ELA Benchmarks of Quality

Download a one-page overview of our ELA Benchmarks
1

BENCHMARK 1

Language and content learning are interdependent.

BENCHMARK 1

Instructional materials show how language and content are interdependent and reinforce one another by providing opportunities for intentional, explicit, and integrated language and content learning. They offer consistent and spiraled opportunities for ELs to communicate and interact using disciplinary language, as students build content understanding and literacy practices over the course of a unit or year.

1
Indicator 1

Instructional materials include clear and interdependent content and language objectives.

2
Indicator 2

Instructional materials explicitly guide teachers and students to understand the purpose of language within the context of each lesson.

3
Indicator 3

Instructional materials include interactive discussions that engage all students in supporting each other to develop disciplinary language.

4
Indicator 4

Instructional materials include reading and writing activities that develop language and conceptual understanding simultaneously.

2

BENCHMARK 2

Scaffolding and entry points are responsive to ELs in the moment and shift responsibility to students over time.

BENCHMARK 2

Instructional materials include scaffolding through interactive activities that amplify language learning, develop students’ understanding of how language and literacy works, and support students to appropriate language and literacy practices over time.

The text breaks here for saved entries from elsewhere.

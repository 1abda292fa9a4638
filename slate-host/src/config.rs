//! Host configuration from the environment

use slate_core::{PluginError, PluginResult};
use slate_plugin::Plugin;
use std::env;

const DEFAULT_LOG_FILTER: &str = "info";

#[derive(Debug, Clone, PartialEq, Eq)]
pub struct HostConfig {
    /// `tracing` filter directive for the stderr log
    pub log_filter: String,
    /// Plugin names to activate; `None` activates every bundled plugin
    pub enabled_plugins: Option<Vec<String>>,
}

impl HostConfig {
    /// `SLATE_LOG` (falling back to `RUST_LOG`) and `SLATE_PLUGINS`
    pub fn from_env() -> Self {
        Self::from_lookup(|key| env::var(key).ok())
    }

    pub fn from_lookup(lookup: impl Fn(&str) -> Option<String>) -> Self {
        let set = |key: &str| lookup(key).filter(|s| !s.trim().is_empty());
        let log_filter = set("SLATE_LOG")
            .or_else(|| set("RUST_LOG"))
            .unwrap_or_else(|| DEFAULT_LOG_FILTER.to_string());

        let enabled_plugins = lookup("SLATE_PLUGINS")
            .map(|list| {
                list.split(',')
                    .map(|name| name.trim().to_string())
                    .filter(|name| !name.is_empty())
                    .collect::<Vec<_>>()
            })
            .filter(|names| !names.is_empty());

        Self { log_filter, enabled_plugins }
    }

    /// Keep the enabled plugins, in the order they were given.
    pub fn select_plugins(&self, available: Vec<Box<dyn Plugin>>) -> PluginResult<Vec<Box<dyn Plugin>>> {
        let names = match &self.enabled_plugins {
            Some(names) => names,
            None => return Ok(available),
        };

        if let Some(unknown) = names.iter().find(|n| !available.iter().any(|p| p.meta().name == n.as_str())) {
            let known: Vec<&str> = available.iter().map(|p| p.meta().name).collect();
            return Err(PluginError::Config(format!(
                "unknown plugin '{}' in SLATE_PLUGINS (available: {})",
                unknown,
                known.join(", ")
            )));
        }

        let mut available = available;
        let mut selected = Vec::with_capacity(names.len());
        for name in names {
            if let Some(pos) = available.iter().position(|p| p.meta().name == name.as_str()) {
                selected.push(available.remove(pos));
            }
        }
        Ok(selected)
    }
}

impl Default for HostConfig {
    fn default() -> Self {
        Self { log_filter: DEFAULT_LOG_FILTER.to_string(), enabled_plugins: None }
    }
}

They provide as-needed entry points based on the language demands of complex texts and writing tasks in order to create access and promote engagement.

1
Indicator 1

Instructional materials encourage inclusive and equitable student participation that supports the development of language and content learning based on student needs.

2
Indicator 2

Instructional materials provide students with multiple methods to develop reading, writing, and discourse skills.

3
Indicator 3

Instructional materials provide as-needed scaffolding and entry points to amplify - rather than simplify - complex language.

4
Indicator 4

Instructional materials guide teachers to gradually increase student agency and responsibility for learning over time.

3

BENCHMARK 3

ELs are positioned as active and reflective participants in developing academic language and literacy.

BENCHMARK 3

Instructional materials show teachers how to engage students as active and reflective readers and writers through productive struggle, reflection, and student agency. They offer consistent opportunities for ELs to dialogue, revise their thinking, purposefully communicate ideas, and understand where they need additional content or language support.

1
Indicator 1

Instructional materials offer opportunities for students to share their reasoning and regularly discuss relationships and connections between ideas.

2
Indicator 2

Instructional materials offer opportunities for students to regularly discuss relationships and connections between ideas, and to refine and revise their reasoning.

3
Indicator 3

Instructional materials provide strategies to develop students’ metalinguistic and metacognitive awareness.

4
Indicator 4

Instructional materials provide students with opportunities to make choices and foster agency in their learning.

4

BENCHMARK 4

The assets and strengths of ELs are resources for teaching and learning.

BENCHMARK 4

Instructional materials explicitly reject the notion that students learning English cannot grapple with complex texts and intentionally validate students’ home language, culture, and prior knowledge. They show teachers how to incorporate students' knowledge, skills, and experiences—particularly those not traditionally seen as important—to support language and content learning and create a safe, inclusive learning environment where curiosity and openness to differences are celebrated.

1
Indicator 1

Instructional materials guide teachers to recognize, acknowledge, and use the home language of students as effective language support.

2
Indicator 2

Instructional materials include content that is inclusive and culturally relevant, elicits a sense of belonging, and connects content learning to student identities and communities.

3
Indicator 3

Instructional materials guide teachers to connect students’ prior knowledge, literacy and language practices, and experiences to content learning.

5

BENCHMARK 5

Assessments inform the teaching of content, language, and literacy.

BENCHMARK 5

Instructional materials include formative and summative assessments that provide students with multiple opportunities to demonstrate language and content learning. Materials indicate to teachers when to collect language samples, how to analyze them for content and language, what specific feedback to give to students, and what progress looks like, including "listen fors" and “look fors.”

1
Indicator 1

Instructional materials include formative assessments that are ongoing to assess students’ progress in both language and content learning.

2
Indicator 2

Instructional materials include summative assessments that offer multiple opportunities for students to demonstrate content and language learning.

3
Indicator 3

Instructional materials include guidance for how to collect and use assessment data to inform teacher decision-making for content learning and language development.

4
Indicator 4

Instructional materials provide ways to communicate student progress to students and their families or caregivers.